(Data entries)
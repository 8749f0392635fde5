use std::ops::{Index, IndexMut};

use crate::position::Position;

/// Rectangular matrix of values indexed by [`Position`].
#[derive(Debug, Clone, PartialEq, Eq, Hash)]
pub struct Grid<T> {
    rows: u8,
    columns: u8,
    cells: Vec<T>,
}
/// Cells marked `true` are the ones a piece could move to.
pub type MoveMatrix = Grid<bool>;

impl<T> Grid<T> {
    pub fn new(rows: u8, columns: u8, value: T) -> Self
    where
        T: Clone,
    {
        Grid {
            rows,
            columns,
            cells: vec![value; rows as usize * columns as usize],
        }
    }
    pub fn rows(&self) -> u8 {
        self.rows
    }
    pub fn columns(&self) -> u8 {
        self.columns
    }
    pub fn contains(&self, position: Position) -> bool {
        position.row < self.rows && position.column < self.columns
    }
    pub fn get(&self, position: Position) -> Option<&T> {
        self.contains(position)
            .then(|| &self.cells[self.offset(position)])
    }
    pub fn positioned_values(&self) -> impl Iterator<Item = (Position, &T)> {
        let columns = self.columns;
        self.cells.iter().enumerate().map(move |(i, value)| {
            let row = (i / columns as usize) as u8;
            let column = (i % columns as usize) as u8;
            (Position::new(row, column), value)
        })
    }
    fn offset(&self, position: Position) -> usize {
        debug_assert!(
            self.contains(position),
            "{position} is outside of a {}x{} grid",
            self.rows,
            self.columns
        );
        position.row as usize * self.columns as usize + position.column as usize
    }
}
impl MoveMatrix {
    pub fn possible_move(&self, target: Position) -> bool {
        self.get(target).copied().unwrap_or(false)
    }
    pub fn is_there_any_possible_move(&self) -> bool {
        self.cells.iter().any(|cell| *cell)
    }
    pub fn targets(&self) -> impl Iterator<Item = Position> + '_ {
        self.positioned_values()
            .filter(|(_, possible)| **possible)
            .map(|(position, _)| position)
    }
}
impl<T> Index<Position> for Grid<T> {
    type Output = T;

    fn index(&self, index: Position) -> &Self::Output {
        &self.cells[self.offset(index)]
    }
}
impl<T> IndexMut<Position> for Grid<T> {
    fn index_mut(&mut self, index: Position) -> &mut Self::Output {
        let offset = self.offset(index);
        &mut self.cells[offset]
    }
}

# Description of the task
Output every record without changing any wording.

# Task output
repository 8749f0392635fde5
use std::ops::{Index, IndexMut};

use crate::position::Position;

/// Rectangular matrix of values indexed by [`Position`].
#[derive(Debug, Clone, PartialEq, Eq, Hash)]
pub struct Grid<T> {
    rows: u8,
    columns: u8,
    cells: Vec<T>,
}
/// Cells marked `true` are the ones a piece could move to.
pub type MoveMatrix = Grid<bool>;

impl<T> Grid<T> {
    pub fn new(rows: u8, columns: u8, value: T) -> Self
    where
        T: Clone,
    {
        Grid {
            rows,
            columns,
            cells: vec![value; rows as usize * columns as usize],
        }
    }
    pub fn rows(&self) -> u8 {
        self.rows
    }
    pub fn columns(&self) -> u8 {
        self.columns
    }
    pub fn contains(&self, position: Position) -> bool {
        position.row < self.rows && position.column < self.columns
    }
    pub fn get(&self, position: Position) -> Option<&T> {
        self.contains(position)
            .then(|| &self.cells[self.offset(position)])
    }
    pub fn positioned_values(&self) -> impl Iterator<Item = (Position, &T)> {
        let columns = self.columns;
        self.cells.iter().enumerate().map(move |(i, value)| {
            let row = (i / columns as usize) as u8;
            let column = (i % columns as usize) as u8;
            (Position::new(row, column), value)
        })
    }
    fn offset(&self, position: Position) -> usize {
        debug_assert!(
            self.contains(position),
            "{position} is outside of a {}x{} grid",
            self.rows,
            self.columns
        );
        position.row as usize * self.columns as usize + position.column as usize
    }
}
impl MoveMatrix {
    pub fn possible_move(&self, target: Position) -> bool {
        self.get(target).copied().unwrap_or(false)
    }
    pub fn is_there_any_possible_move(&self) -> bool {
        self.cells.iter().any(|cell| *cell)
    }
    pub fn targets(&self) -> impl Iterator<Item = Position> + '_ {
        self.positioned_values()
            .filter(|(_, possible)| **possible)
            .map(|(position, _)| position)
    }
}
impl<T> Index<Position> for Grid<T> {
    type Output = T;

    fn index(&self, index: Position) -> &Self::Output {
        &self.cells[self.offset(index)]
    }
}
impl<T> IndexMut<Position> for Grid<T> {
    fn index_mut(&mut self, index: Position) -> &mut Self::Output {
        let offset = self.offset(index);
        &mut self.cells[offset]
    }
}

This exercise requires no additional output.